══ AVAILABLE DATA ══

/// Service packages and add-ons

use crate::models::{Collections, Entity};
use crate::store::Table;
use serde::{Deserialize, Serialize};
use validator::Validate;

/// Physical deliverable included in a package
#[derive(Debug, Clone, Default, PartialEq, Serialize, Deserialize)]
#[serde(default, rename_all = "camelCase")]
pub struct PhysicalItem {
    pub name: String,
    pub price: i64,
}

#[derive(Debug, Clone, PartialEq, Serialize, Deserialize)]
pub struct PackageRow {
    pub id: String,
    pub name: String,
    pub price: i64,
    pub category: String,
    pub physical_items: Vec<PhysicalItem>,
    pub digital_items: Vec<String>,
    pub processing_time: String,
    pub photographers: Option<String>,
    pub videographers: Option<String>,
    pub cover_image: Option<String>,
}

/// Sellable service package
#[derive(Debug, Clone, PartialEq, Serialize, Deserialize)]
#[serde(rename_all = "camelCase")]
pub struct Package {
    pub id: String,
    pub name: String,
    pub price: i64,
    pub category: String,
    pub physical_items: Vec<PhysicalItem>,
    pub digital_items: Vec<String>,
    /// Free text, e.g. `30 hari kerja`
    pub processing_time: String,
    #[serde(skip_serializing_if = "Option::is_none")]
    pub photographers: Option<String>,
    #[serde(skip_serializing_if = "Option::is_none")]
    pub videographers: Option<String>,
    #[serde(skip_serializing_if = "Option::is_none")]
    pub cover_image: Option<String>,
}

impl From<PackageRow> for Package {
    fn from(row: PackageRow) -> Self {
        Package {
            id: row.id,
            name: row.name,
            price: row.price,
            category: row.category,
            physical_items: row.physical_items,
            digital_items: row.digital_items,
            processing_time: row.processing_time,
            photographers: row.photographers,
            videographers: row.videographers,
            cover_image: row.cover_image,
        }
    }
}

impl From<Package> for PackageRow {
    fn from(package: Package) -> Self {
        PackageRow {
            id: package.id,
            name: package.name,
            price: package.price,
            category: package.category,
            physical_items: package.physical_items,
            digital_items: package.digital_items,
            processing_time: package.processing_time,
            photographers: package.photographers,
            videographers: package.videographers,
            cover_image: package.cover_image,
        }
    }
}

#[derive(Debug, Clone, Serialize, Deserialize, Validate)]
#[serde(rename_all(serialize = "snake_case", deserialize = "camelCase"))]
pub struct NewPackage {
    #[validate(length(min = 1, message = "Name is required"))]
    pub name: String,
    #[validate(range(min = 0))]
    pub price: i64,
    pub category: String,
    #[serde(default)]
    pub physical_items: Vec<PhysicalItem>,
    #[serde(default)]
    pub digital_items: Vec<String>,
    pub processing_time: String,
    pub photographers: Option<String>,
    pub videographers: Option<String>,
    pub cover_image: Option<String>,
}

#[derive(Debug, Clone, Default, Serialize, Deserialize)]
#[serde(default, rename_all(serialize = "snake_case", deserialize = "camelCase"))]
pub struct PackagePatch {
    #[serde(skip_serializing_if = "Option::is_none")]
    pub name: Option<String>,
    #[serde(skip_serializing_if = "Option::is_none")]
    pub price: Option<i64>,
    #[serde(skip_serializing_if = "Option::is_none")]
    pub category: Option<String>,
    #[serde(skip_serializing_if = "Option::is_none")]
    pub physical_items: Option<Vec<PhysicalItem>>,
    #[serde(skip_serializing_if = "Option::is_none")]
    pub digital_items: Option<Vec<String>>,
    #[serde(skip_serializing_if = "Option::is_none")]
    pub processing_time: Option<String>,
    #[serde(
        default,
        deserialize_with = "crate::models::nullable",
        skip_serializing_if = "Option::is_none"
    )]
    pub photographers: Option<Option<String>>,
    #[serde(
        default,
        deserialize_with = "crate::models::nullable",
        skip_serializing_if = "Option::is_none"
    )]
    pub videographers: Option<Option<String>>,
    #[serde(
        default,
        deserialize_with = "crate::models::nullable",
        skip_serializing_if = "Option::is_none"
    )]
    pub cover_image: Option<Option<String>>,
}

impl Entity for Package {
    type Row = PackageRow;
    type New = NewPackage;
    type Patch = PackagePatch;

    const TABLE: Table = Table::Packages;

    fn id(&self) -> &str {
        &self.id
    }

    fn collection(set: &Collections) -> &Vec<Self> {
        &set.packages
    }

    fn collection_mut(set: &mut Collections) -> &mut Vec<Self> {
        &mut set.packages
    }
}

#[derive(Debug, Clone, PartialEq, Serialize, Deserialize)]
pub struct AddOnRow {
    pub id: String,
    pub name: String,
    pub price: i64,
}

/// Optional extra sold with a package
#[derive(Debug, Clone, PartialEq, Serialize, Deserialize)]
#[serde(rename_all = "camelCase")]
pub struct AddOn {
    pub id: String,
    pub name: String,
    pub price: i64,
}

impl From<AddOnRow> for AddOn {
    fn from(row: AddOnRow) -> Self {
        AddOn {
            id: row.id,
            name: row.name,
            price: row.price,
        }
    }
}

impl From<AddOn> for AddOnRow {
    fn from(add_on: AddOn) -> Self {
        AddOnRow {
            id: add_on.id,
            name: add_on.name,
            price: add_on.price,
        }
    }
}

#[derive(Debug, Clone, Serialize, Deserialize, Validate)]
#[serde(rename_all(serialize = "snake_case", deserialize = "camelCase"))]
pub struct NewAddOn {
    #[validate(length(min = 1, message = "Name is required"))]
    pub name: String,
    #[validate(range(min = 0))]
    pub price: i64,
}

#[derive(Debug, Clone, Default, Serialize, Deserialize)]
#[serde(default, rename_all(serialize = "snake_case", deserialize = "camelCase"))]
pub struct AddOnPatch {
    #[serde(skip_serializing_if = "Option::is_none")]
    pub name: Option<String>,
    #[serde(skip_serializing_if = "Option::is_none")]
    pub price: Option<i64>,
}

impl Entity for AddOn {
    type Row = AddOnRow;
    type New = NewAddOn;
    type Patch = AddOnPatch;

    const TABLE: Table = Table::AddOns;

    fn id(&self) -> &str {
        &self.id
    }

    fn collection(set: &Collections) -> &Vec<Self> {
        &set.add_ons
    }

    fn collection_mut(set: &mut Collections) -> &mut Vec<Self> {
        &mut set.add_ons
    }
}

═══

# ASSIGNMENT
Write down exactly the span of lines above from the one containing "pub struct PhysicalItem" to the one containing "Free text, e.g.", both ends included.

# SOLUTION FOR THIS TASK
pub struct PhysicalItem {
    pub name: String,
    pub price: i64,
}

#[derive(Debug, Clone, PartialEq, Serialize, Deserialize)]
pub struct PackageRow {
    pub id: String,
    pub name: String,
    pub price: i64,
    pub category: String,
    pub physical_items: Vec<PhysicalItem>,
    pub digital_items: Vec<String>,
    pub processing_time: String,
    pub photographers: Option<String>,
    pub videographers: Option<String>,
    pub cover_image: Option<String>,
}

/// Sellable service package
#[derive(Debug, Clone, PartialEq, Serialize, Deserialize)]
#[serde(rename_all = "camelCase")]
pub struct Package {
    pub id: String,
    pub name: String,
    pub price: i64,
    pub category: String,
    pub physical_items: Vec<PhysicalItem>,
    pub digital_items: Vec<String>,
    /// Free text, e.g. `30 hari kerja`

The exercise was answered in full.